— Work request —
Exactly as they appear, restate the lines of the material, from the first through the one containing "use std::fmt;".
Data extract: Begin
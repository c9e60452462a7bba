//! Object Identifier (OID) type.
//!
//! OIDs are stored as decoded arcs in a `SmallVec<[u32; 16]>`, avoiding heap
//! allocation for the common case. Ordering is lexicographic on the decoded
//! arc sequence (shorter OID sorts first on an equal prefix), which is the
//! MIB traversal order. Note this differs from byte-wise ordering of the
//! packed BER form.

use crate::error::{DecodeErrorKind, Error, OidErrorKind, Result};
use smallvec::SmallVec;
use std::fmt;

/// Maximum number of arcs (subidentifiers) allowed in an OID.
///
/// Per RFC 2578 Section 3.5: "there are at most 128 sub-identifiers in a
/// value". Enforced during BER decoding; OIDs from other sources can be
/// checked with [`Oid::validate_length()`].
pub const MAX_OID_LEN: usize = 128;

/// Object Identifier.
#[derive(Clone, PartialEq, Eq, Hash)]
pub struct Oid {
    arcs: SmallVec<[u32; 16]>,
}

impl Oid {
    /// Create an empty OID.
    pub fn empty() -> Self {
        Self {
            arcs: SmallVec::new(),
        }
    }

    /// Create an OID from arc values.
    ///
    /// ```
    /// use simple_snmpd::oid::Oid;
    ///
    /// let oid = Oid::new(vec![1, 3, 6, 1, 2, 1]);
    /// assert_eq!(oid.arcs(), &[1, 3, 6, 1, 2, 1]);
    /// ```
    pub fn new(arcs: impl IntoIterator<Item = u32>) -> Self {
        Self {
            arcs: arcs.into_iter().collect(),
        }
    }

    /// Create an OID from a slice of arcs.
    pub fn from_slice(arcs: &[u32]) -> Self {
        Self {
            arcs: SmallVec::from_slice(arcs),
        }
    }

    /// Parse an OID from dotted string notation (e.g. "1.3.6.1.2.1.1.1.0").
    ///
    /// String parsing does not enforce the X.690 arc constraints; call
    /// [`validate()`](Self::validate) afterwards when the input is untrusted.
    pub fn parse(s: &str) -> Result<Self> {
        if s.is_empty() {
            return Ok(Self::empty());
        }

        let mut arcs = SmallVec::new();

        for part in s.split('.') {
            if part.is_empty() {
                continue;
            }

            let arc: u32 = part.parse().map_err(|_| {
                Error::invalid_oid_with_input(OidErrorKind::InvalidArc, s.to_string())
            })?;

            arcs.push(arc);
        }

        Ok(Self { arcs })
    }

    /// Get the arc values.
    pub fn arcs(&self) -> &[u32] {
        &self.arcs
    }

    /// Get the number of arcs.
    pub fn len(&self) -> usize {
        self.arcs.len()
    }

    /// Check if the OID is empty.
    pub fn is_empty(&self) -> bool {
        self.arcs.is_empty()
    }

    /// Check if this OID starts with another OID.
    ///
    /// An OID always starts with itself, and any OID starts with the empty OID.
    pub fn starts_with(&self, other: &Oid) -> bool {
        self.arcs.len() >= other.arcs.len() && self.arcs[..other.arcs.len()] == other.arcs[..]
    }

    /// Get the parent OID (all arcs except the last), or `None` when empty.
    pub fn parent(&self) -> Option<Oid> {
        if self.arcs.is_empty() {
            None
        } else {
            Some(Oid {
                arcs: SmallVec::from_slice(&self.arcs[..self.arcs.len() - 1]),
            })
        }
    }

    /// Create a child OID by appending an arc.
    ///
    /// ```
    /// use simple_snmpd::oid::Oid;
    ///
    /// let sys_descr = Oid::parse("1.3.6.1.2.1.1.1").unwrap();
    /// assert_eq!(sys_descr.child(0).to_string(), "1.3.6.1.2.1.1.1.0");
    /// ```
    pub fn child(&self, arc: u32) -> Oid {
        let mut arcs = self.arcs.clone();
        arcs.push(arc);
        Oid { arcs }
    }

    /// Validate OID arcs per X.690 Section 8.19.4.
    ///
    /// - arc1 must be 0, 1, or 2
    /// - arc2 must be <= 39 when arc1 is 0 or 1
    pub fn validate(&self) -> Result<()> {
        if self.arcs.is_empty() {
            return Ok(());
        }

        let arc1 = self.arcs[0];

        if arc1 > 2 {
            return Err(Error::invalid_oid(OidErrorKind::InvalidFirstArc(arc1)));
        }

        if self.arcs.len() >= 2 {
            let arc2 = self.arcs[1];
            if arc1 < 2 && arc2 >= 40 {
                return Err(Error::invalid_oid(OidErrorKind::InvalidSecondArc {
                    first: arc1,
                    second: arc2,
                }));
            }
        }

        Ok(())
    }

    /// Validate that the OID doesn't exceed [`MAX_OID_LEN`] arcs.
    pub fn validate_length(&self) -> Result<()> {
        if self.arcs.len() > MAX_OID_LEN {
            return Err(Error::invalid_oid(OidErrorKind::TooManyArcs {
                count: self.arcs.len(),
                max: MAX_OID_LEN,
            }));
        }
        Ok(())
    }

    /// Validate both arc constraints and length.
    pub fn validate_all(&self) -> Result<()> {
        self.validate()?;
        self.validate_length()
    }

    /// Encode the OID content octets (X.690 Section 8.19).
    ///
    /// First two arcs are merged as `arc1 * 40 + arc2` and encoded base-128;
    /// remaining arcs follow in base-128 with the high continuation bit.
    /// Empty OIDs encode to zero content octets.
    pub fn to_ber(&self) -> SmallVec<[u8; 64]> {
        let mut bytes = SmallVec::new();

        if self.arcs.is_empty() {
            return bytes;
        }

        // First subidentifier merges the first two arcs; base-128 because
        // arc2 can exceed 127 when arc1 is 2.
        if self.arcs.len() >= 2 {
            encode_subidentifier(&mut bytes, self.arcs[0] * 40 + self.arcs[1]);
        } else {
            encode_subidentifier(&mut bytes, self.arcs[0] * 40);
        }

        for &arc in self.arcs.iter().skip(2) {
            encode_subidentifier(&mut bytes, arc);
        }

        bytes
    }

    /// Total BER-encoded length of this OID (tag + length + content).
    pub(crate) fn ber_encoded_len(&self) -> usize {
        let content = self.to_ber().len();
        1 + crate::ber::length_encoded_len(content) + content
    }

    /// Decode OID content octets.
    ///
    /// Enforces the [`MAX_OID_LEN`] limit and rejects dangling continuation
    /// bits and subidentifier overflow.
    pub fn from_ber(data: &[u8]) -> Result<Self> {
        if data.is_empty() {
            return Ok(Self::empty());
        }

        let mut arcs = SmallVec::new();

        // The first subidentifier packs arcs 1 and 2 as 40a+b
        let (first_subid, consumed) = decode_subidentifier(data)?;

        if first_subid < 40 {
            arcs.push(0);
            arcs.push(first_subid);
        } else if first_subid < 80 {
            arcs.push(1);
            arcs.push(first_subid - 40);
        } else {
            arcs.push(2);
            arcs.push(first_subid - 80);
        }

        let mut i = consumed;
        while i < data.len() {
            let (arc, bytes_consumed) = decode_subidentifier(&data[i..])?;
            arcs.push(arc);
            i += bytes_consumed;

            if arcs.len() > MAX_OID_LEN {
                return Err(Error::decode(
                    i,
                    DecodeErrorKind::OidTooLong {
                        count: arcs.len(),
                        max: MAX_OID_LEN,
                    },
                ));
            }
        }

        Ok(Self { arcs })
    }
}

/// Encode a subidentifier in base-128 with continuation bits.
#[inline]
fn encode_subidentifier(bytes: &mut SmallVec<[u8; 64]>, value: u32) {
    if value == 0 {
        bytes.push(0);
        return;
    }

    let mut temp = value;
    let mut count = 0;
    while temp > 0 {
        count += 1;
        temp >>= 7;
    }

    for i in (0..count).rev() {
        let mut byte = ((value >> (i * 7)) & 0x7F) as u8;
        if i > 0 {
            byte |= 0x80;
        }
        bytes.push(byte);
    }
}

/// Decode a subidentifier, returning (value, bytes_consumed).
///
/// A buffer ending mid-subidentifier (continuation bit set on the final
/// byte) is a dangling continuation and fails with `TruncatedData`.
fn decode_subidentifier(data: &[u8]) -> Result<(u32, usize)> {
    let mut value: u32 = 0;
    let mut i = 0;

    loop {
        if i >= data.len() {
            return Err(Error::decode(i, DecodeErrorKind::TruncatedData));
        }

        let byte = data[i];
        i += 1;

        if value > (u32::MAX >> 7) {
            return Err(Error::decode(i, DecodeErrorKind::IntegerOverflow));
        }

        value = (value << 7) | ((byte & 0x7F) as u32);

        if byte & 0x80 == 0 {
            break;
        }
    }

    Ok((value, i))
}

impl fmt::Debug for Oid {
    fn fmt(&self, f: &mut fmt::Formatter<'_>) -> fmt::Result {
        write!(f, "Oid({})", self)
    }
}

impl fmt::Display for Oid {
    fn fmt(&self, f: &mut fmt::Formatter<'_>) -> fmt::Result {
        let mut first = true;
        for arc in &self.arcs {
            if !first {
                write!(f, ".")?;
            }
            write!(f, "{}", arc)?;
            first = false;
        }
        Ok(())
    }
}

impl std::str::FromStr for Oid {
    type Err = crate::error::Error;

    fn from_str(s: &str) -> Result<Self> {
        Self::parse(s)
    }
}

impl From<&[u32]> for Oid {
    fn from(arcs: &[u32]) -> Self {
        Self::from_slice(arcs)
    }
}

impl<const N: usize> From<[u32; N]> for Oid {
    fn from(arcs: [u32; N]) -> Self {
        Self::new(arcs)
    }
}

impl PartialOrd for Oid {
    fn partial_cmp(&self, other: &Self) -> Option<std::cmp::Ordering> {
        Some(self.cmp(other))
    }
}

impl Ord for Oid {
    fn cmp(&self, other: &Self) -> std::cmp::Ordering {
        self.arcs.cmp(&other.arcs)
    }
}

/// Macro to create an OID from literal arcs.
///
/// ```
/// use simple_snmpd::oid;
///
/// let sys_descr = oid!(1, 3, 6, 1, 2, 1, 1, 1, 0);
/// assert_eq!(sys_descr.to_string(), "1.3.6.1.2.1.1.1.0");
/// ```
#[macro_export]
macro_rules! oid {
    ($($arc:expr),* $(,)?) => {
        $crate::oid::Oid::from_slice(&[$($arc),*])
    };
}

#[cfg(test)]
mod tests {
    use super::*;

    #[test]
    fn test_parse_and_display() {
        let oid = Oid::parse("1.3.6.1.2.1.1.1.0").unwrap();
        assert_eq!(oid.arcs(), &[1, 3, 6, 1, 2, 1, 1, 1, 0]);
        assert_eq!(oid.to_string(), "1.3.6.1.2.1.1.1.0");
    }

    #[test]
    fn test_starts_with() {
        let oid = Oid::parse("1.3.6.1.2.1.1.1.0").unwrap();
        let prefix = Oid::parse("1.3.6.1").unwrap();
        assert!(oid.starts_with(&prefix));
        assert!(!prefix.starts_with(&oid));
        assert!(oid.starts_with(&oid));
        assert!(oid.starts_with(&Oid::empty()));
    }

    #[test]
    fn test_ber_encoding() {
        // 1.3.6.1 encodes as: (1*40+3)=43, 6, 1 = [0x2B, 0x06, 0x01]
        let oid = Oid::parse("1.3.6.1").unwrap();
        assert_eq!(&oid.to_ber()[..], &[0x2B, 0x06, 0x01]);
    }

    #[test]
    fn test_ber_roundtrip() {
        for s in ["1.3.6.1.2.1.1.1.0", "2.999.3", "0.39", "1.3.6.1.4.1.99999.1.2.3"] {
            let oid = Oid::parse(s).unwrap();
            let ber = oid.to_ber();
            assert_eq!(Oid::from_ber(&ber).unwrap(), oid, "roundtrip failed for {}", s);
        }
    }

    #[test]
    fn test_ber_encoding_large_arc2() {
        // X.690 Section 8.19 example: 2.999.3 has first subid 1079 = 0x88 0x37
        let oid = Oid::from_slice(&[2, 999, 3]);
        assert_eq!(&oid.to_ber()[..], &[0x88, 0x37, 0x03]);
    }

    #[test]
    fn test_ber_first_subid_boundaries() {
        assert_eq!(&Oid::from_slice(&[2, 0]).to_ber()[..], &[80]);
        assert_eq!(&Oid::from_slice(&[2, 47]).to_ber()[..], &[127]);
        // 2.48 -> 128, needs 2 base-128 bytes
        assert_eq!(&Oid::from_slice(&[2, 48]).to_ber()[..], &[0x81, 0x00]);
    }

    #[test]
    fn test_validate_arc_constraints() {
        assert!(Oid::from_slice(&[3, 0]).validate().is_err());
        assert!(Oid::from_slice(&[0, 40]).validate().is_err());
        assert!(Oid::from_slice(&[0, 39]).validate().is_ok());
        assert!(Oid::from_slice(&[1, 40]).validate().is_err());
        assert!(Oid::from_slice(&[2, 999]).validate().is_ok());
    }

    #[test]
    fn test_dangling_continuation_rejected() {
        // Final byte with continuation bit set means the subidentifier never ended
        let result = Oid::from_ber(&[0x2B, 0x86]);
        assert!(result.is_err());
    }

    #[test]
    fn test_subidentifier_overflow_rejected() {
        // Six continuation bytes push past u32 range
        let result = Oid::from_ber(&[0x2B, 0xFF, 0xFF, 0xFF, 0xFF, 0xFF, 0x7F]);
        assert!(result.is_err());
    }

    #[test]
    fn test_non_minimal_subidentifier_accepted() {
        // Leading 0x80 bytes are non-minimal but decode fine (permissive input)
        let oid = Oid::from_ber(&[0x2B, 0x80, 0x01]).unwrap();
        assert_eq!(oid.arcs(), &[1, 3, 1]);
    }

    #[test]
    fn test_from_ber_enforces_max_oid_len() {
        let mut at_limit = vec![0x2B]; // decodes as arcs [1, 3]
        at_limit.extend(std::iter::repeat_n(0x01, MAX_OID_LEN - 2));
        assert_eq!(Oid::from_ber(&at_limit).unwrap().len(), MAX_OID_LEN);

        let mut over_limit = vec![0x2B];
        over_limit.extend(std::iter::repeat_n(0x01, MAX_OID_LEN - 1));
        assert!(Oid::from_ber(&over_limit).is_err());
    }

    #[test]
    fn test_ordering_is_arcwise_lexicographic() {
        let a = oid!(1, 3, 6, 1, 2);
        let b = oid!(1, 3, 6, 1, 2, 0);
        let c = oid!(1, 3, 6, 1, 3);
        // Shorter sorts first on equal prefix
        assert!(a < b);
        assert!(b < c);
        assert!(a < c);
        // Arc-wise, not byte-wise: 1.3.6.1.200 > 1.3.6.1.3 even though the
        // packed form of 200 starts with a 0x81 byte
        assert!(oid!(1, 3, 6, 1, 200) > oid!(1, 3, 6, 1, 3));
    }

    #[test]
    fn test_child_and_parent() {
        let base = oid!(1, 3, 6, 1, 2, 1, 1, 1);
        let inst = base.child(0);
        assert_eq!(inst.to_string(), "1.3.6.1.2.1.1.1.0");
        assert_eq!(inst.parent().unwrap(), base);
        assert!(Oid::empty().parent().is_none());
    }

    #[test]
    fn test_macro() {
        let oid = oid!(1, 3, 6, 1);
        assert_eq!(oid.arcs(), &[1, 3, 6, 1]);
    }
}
Data extract: End
— Result of the exercise —
repository c9e60452462a7bba
//! Object Identifier (OID) type.
//!
//! OIDs are stored as decoded arcs in a `SmallVec<[u32; 16]>`, avoiding heap
//! allocation for the common case. Ordering is lexicographic on the decoded
//! arc sequence (shorter OID sorts first on an equal prefix), which is the
//! MIB traversal order. Note this differs from byte-wise ordering of the
//! packed BER form.

use crate::error::{DecodeErrorKind, Error, OidErrorKind, Result};
use smallvec::SmallVec;
use std::fmt;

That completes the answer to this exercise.